Po trzecie: atmosfera. Chyba tylko XIX-wieczni mistrzowie
potrafili oddać z taką precyzją otoczenie swoich bohaterów. Autorka bardzo
plastycznie opisuje środowisko jej bohaterów ułatwiając tym samym czytelnikom
przeniesienie się do Różanego Gaju. Wyraźnie zaznaczone są także różnice między
życiem na wsi a bliżej mi znanym życiem w wielkim mieście. Całość uwiarygodnia
ponadto sporadycznie zastosowana gwara. Dodając do tego jeszcze symbolikę
zawartą w opowieści zyskujemy bardzo ciepłą, poruszającą i klimatyczną opowieść.
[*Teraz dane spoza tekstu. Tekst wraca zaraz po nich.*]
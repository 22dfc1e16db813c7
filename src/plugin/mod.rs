pub mod bridge;
pub mod veth;

use std::sync::Arc;
use tracing::info;

use crate::config::{NetConf, PluginConfig};
use crate::error::BridgeError;
use crate::link::LinkDirectory;
use crate::netns::{NetNamespace, NsWorker};
use crate::types::{CmdArgs, Interface, Result as CniResult};

pub use bridge::{Bridge, BridgeEnsurer};
pub use veth::VethAttacher;

/// Bridge plugin implementation
pub struct BridgePlugin<D> {
    /// Host-side settings
    config: PluginConfig,
    /// Device table the plugin works on
    links: Arc<D>,
    /// Pinned thread for namespace-scoped work
    worker: NsWorker,
}

impl<D: LinkDirectory> BridgePlugin<D> {
    /// Create a new bridge plugin
    pub fn new(config: PluginConfig, links: Arc<D>, worker: NsWorker) -> Self {
        Self {
            config,
            links,
            worker,
        }
    }

    pub fn config(&self) -> &PluginConfig {
        &self.config
    }

    /// Attach the container namespace named by `args` to the bridge
    pub async fn add_network<N: NetNamespace>(
        &self,
        args: &CmdArgs,
    ) -> Result<CniResult, BridgeError> {
        let conf = NetConf::parse(&args.stdin_data)?;
        info!(
            "ADD container {} ifname {} netns {} network {}",
            args.container_id, args.ifname, args.netns, conf.name
        );

        let bridge = BridgeEnsurer::new(Arc::clone(&self.links))
            .ensure_bridge(&self.config.bridge_name)?;

        let netns = N::open(&args.netns).map_err(BridgeError::namespace(&args.netns))?;

        let host = VethAttacher::new(Arc::clone(&self.links), self.config.mtu)
            .attach(&self.worker, &bridge, netns, &args.ifname)
            .await?;

        let mut result = CniResult::new(&conf.cni_version);
        result.add_interface(Interface {
            name: bridge.name().to_string(),
            mac: None,
            sandbox: None,
        });
        result.add_interface(Interface {
            name: host.name,
            mac: None,
            sandbox: None,
        });
        result.add_interface(Interface {
            name: args.ifname.clone(),
            mac: None,
            sandbox: Some(args.netns.clone()),
        });

        Ok(result)
    }

    /// Detach is a no-op and always succeeds. No device is ever removed by
    /// this plugin; the pair goes away when the container namespace does.
    pub fn del_network(&self, args: &CmdArgs) -> Result<(), BridgeError> {
        info!(
            "DEL container {} ifname {}: nothing to do",
            args.container_id, args.ifname
        );
        Ok(())
    }
}
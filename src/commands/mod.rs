use anyhow::{Context, Result};
use std::collections::HashMap;
use std::env;
use std::io::{self, Read};
use std::sync::Arc;
use tokio::runtime::Builder;

use crate::config::PluginConfig;
use crate::error::ConfigError;
use crate::link::{IpLinkDirectory, LinkDirectory};
use crate::netns::{NetNs, NsWorker};
use crate::plugin::BridgePlugin;
use crate::types::{CmdArgs, PluginInfo};

/// Build command arguments from an environment lookup.
///
/// With `strict` unset, missing variables become empty strings; DEL is
/// answered whatever the runtime passes.
pub fn args_from<F>(lookup: F, strict: bool, stdin_data: Vec<u8>) -> Result<CmdArgs, ConfigError>
where
    F: Fn(&str) -> Option<String>,
{
    let required = |name: &'static str| match lookup(name) {
        Some(value) if !value.is_empty() => Ok(value),
        _ if strict => Err(ConfigError::MissingEnv(name)),
        _ => Ok(String::new()),
    };

    Ok(CmdArgs {
        container_id: required("CNI_CONTAINERID")?,
        netns: required("CNI_NETNS")?,
        ifname: required("CNI_IFNAME")?,
        args: parse_cni_args(&lookup("CNI_ARGS").unwrap_or_default()),
        path: required("CNI_PATH")?,
        stdin_data,
    })
}

/// Parse command arguments from environment
pub fn parse_args() -> Result<CmdArgs> {
    // Read stdin data
    let mut stdin_data = Vec::new();
    io::stdin()
        .read_to_end(&mut stdin_data)
        .context("Failed to read from stdin")?;

    let args = args_from(|name| env::var(name).ok(), true, stdin_data)?;
    Ok(args)
}

/// Parse CNI_ARGS string into key-value pairs
fn parse_cni_args(args_str: &str) -> HashMap<String, String> {
    let mut args = HashMap::new();

    if !args_str.is_empty() {
        for pair in args_str.split(';') {
            if let Some(idx) = pair.find('=') {
                let key = pair[..idx].to_string();
                let value = pair[idx + 1..].to_string();
                args.insert(key, value);
            }
        }
    }

    args
}

/// Execute the add command
pub fn cmd_add<D: LinkDirectory>(plugin: &BridgePlugin<D>) -> Result<()> {
    let args = parse_args()?;

    let runtime = Builder::new_current_thread()
        .enable_all()
        .build()
        .context("Failed to create Tokio runtime")?;
    let result = runtime.block_on(plugin.add_network::<NetNs>(&args))?;

    // Output result as JSON
    result.print()?;

    Ok(())
}

/// Execute the delete command
pub fn cmd_del<D: LinkDirectory>(plugin: &BridgePlugin<D>) -> Result<()> {
    let args = args_from(|name| env::var(name).ok(), false, Vec::new())?;
    plugin.del_network(&args)?;
    Ok(())
}

/// Print the CNI versions this plugin speaks
pub fn cmd_version() -> Result<()> {
    println!("{}", serde_json::to_string(&PluginInfo::default())?);
    Ok(())
}

/// Main entry point for the CNI plugin
pub fn run_cni(config: PluginConfig, worker: NsWorker) -> Result<()> {
    // Get command from environment
    let cmd = env::var("CNI_COMMAND").map_err(|_| ConfigError::MissingEnv("CNI_COMMAND"))?;

    let plugin = BridgePlugin::new(config, Arc::new(IpLinkDirectory::new()), worker);

    // Execute the appropriate command
    match cmd.as_str() {
        "ADD" => cmd_add(&plugin),
        "DEL" => cmd_del(&plugin),
        "VERSION" => cmd_version(),
        _ => anyhow::bail!("Unknown CNI command: {}", cmd),
    }
}
//! # Finishing Extras Module
//!
//! Optional add-on costs shared by both manufacturing methods: UV varnish,
//! loose inserts, re-folding, the flap supplement, and the fold cost itself
//! (rate table on the fold type).

use crate::config::PricingConfig;
use crate::error::{MethodError, MethodResult};
use crate::money::Eur;
use crate::types::{FoldSelection, FoldType, JobSpec};

/// Fold cost from the fold type's per-1000 rate table.
///
/// The secondary cross-fold is billed as a second lookup on the same table
/// at its own fold count, added to the primary pass.
pub fn fold_cost(
    selection: &FoldSelection,
    fold_type: &FoldType,
    quantity: u32,
) -> MethodResult<Eur> {
    let per_1000 = fold_type.rate_for(selection.fold_count).ok_or_else(|| {
        MethodError::new(format!(
            "fold type '{}' has no rate for {} fold(s)",
            fold_type.name, selection.fold_count
        ))
    })?;

    let mut cost = per_1000 * (quantity as f64 / 1000.0);

    if let Some(cross_count) = selection.cross_fold_count {
        let cross_rate = fold_type.rate_for(cross_count).ok_or_else(|| {
            MethodError::new(format!(
                "fold type '{}' has no rate for the secondary cross-fold ({} fold(s))",
                fold_type.name, cross_count
            ))
        })?;
        cost += cross_rate * (quantity as f64 / 1000.0);
    }

    Ok(cost)
}

/// Itemized finishing extras.
#[derive(Debug, Clone, Copy, Default)]
pub struct FinishingCost {
    pub uv_varnish: Eur,
    pub loose_inserts: Eur,
    pub refold: Eur,
    pub flap_supplement: Eur,
}

impl FinishingCost {
    pub fn total(&self) -> Eur {
        self.uv_varnish + self.loose_inserts + self.refold + self.flap_supplement
    }
}

/// Computes the optional finishing extras for a job.
pub fn finishing_cost(job: &JobSpec, cfg: &PricingConfig) -> FinishingCost {
    let qty = job.quantity as f64;
    let per_1000 = qty / 1000.0;

    let uv_varnish = if job.finishing.uv_varnish {
        let area_m2 = job.open_format.area_m2();
        Eur::new(cfg.uv_varnish_calage + area_m2 * qty * cfg.uv_varnish_per_m2)
    } else {
        Eur::zero()
    };

    let loose_inserts = if job.finishing.loose_inserts > 0 {
        Eur::new(job.finishing.loose_inserts as f64 * cfg.insert_per_1000 * per_1000)
    } else {
        Eur::zero()
    };

    let refold = if job.finishing.refold {
        Eur::new(cfg.refold_per_1000 * per_1000)
    } else {
        Eur::zero()
    };

    let flap_supplement = if job.flap_cm > 0.0 {
        Eur::new(cfg.flap_calage + cfg.flap_per_1000 * per_1000)
    } else {
        Eur::zero()
    };

    FinishingCost {
        uv_varnish,
        loose_inserts,
        refold,
        flap_supplement,
    }
}

// =============================================================================
// Unit Tests
// =============================================================================

#[cfg(test)]
mod tests {
    use super::*;
    use crate::types::{
        FinishingOptions, FoldCost, FoldKind, FormatCm, PackagingOptions, ProductKind,
    };

    fn roll_fold_type() -> FoldType {
        FoldType {
            id: "f1".to_string(),
            name: "Pli roulé".to_string(),
            kind: FoldKind::Roll,
            costs: vec![
                FoldCost {
                    fold_count: 2,
                    per_1000: Eur::new(12.0),
                },
                FoldCost {
                    fold_count: 3,
                    per_1000: Eur::new(16.0),
                },
            ],
        }
    }

    fn leaflet(finishing: FinishingOptions, flap_cm: f64) -> JobSpec {
        JobSpec {
            product: ProductKind::Leaflet,
            quantity: 2000,
            closed_format: FormatCm::new(10.0, 21.0),
            open_format: FormatCm::new(29.7, 21.0),
            interior_pages: 0,
            cover_pages: 0,
            flap_cm,
            interior_paper_id: "p".to_string(),
            cover_paper_id: None,
            interior_color_id: "c".to_string(),
            cover_color_id: None,
            recto_verso: true,
            binding_id: None,
            fold: None,
            inserted_signatures: 0,
            lamination: None,
            finishing,
            packaging: PackagingOptions::default(),
            delivery_points: Vec::new(),
            reference: None,
        }
    }

    #[test]
    fn test_fold_cost_primary_only() {
        let sel = FoldSelection {
            fold_type_id: "f1".to_string(),
            fold_count: 2,
            cross_fold_count: None,
        };
        let cost = fold_cost(&sel, &roll_fold_type(), 2000).unwrap();
        assert!((cost.amount() - 24.0).abs() < 1e-9);
    }

    #[test]
    fn test_fold_cost_with_secondary_cross_fold() {
        let sel = FoldSelection {
            fold_type_id: "f1".to_string(),
            fold_count: 3,
            cross_fold_count: Some(2),
        };
        // 16 × 2 + 12 × 2 = 56
        let cost = fold_cost(&sel, &roll_fold_type(), 2000).unwrap();
        assert!((cost.amount() - 56.0).abs() < 1e-9);
    }

    #[test]
    fn test_fold_cost_missing_rate() {
        let sel = FoldSelection {
            fold_type_id: "f1".to_string(),
            fold_count: 5,
            cross_fold_count: None,
        };
        assert!(fold_cost(&sel, &roll_fold_type(), 2000).is_err());
    }

    #[test]
    fn test_finishing_extras() {
        let cfg = PricingConfig::default();
        let opts = FinishingOptions {
            uv_varnish: true,
            loose_inserts: 2,
            refold: true,
        };
        let job = leaflet(opts, 5.0);
        let cost = finishing_cost(&job, &cfg);

        let area = 29.7 * 21.0 / 10_000.0;
        let expected_uv = cfg.uv_varnish_calage + area * 2000.0 * cfg.uv_varnish_per_m2;
        assert!((cost.uv_varnish.amount() - expected_uv).abs() < 1e-9);
        assert!((cost.loose_inserts.amount() - 2.0 * cfg.insert_per_1000 * 2.0).abs() < 1e-9);
        assert!((cost.refold.amount() - cfg.refold_per_1000 * 2.0).abs() < 1e-9);
        assert!(
            (cost.flap_supplement.amount() - (cfg.flap_calage + cfg.flap_per_1000 * 2.0)).abs()
                < 1e-9
        );
    }

    #[test]
    fn test_no_extras_costs_nothing() {
        let cfg = PricingConfig::default();
        let job = leaflet(FinishingOptions::default(), 0.0);
        assert!(finishing_cost(&job, &cfg).total().is_zero());
    }
}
Ogromną zaletą tej książki jest także naprawdę dobre
wydanie. Zastanawia mnie tylko dlaczego na okładce (nota bene bardzo ładnej)
zdecydowano się wykorzystać piwonie, a nie róże? Rewelacyjnym pomysłem jest
natomiast kampania wydawnictwa, które obiecuje, że jeśli książka nie przypadnie
nam do gustu można wymienić ją na inną.
Wskazanie minusów czy niedociągnięć w tej książce jest
naprawdę bardzo trudne. Momentami przeszkadzała mi ciut niespójna narracja –
takie szorstkie przejście od jednego opisu do drugiego, ale zaznaczam to tylko
dla zasady. Książkę uważam za naprawdę świetny debiut, który wprowadza naprawdę
dużo dobrego na polski rynek wydawniczy.
Książkę Doroty Gąsiorowskiej i historię Łucji serdecznie
polecam!
Za udostępnienie egzemplarza dziękuję serdecznie wydawnictwu "Między Słowami".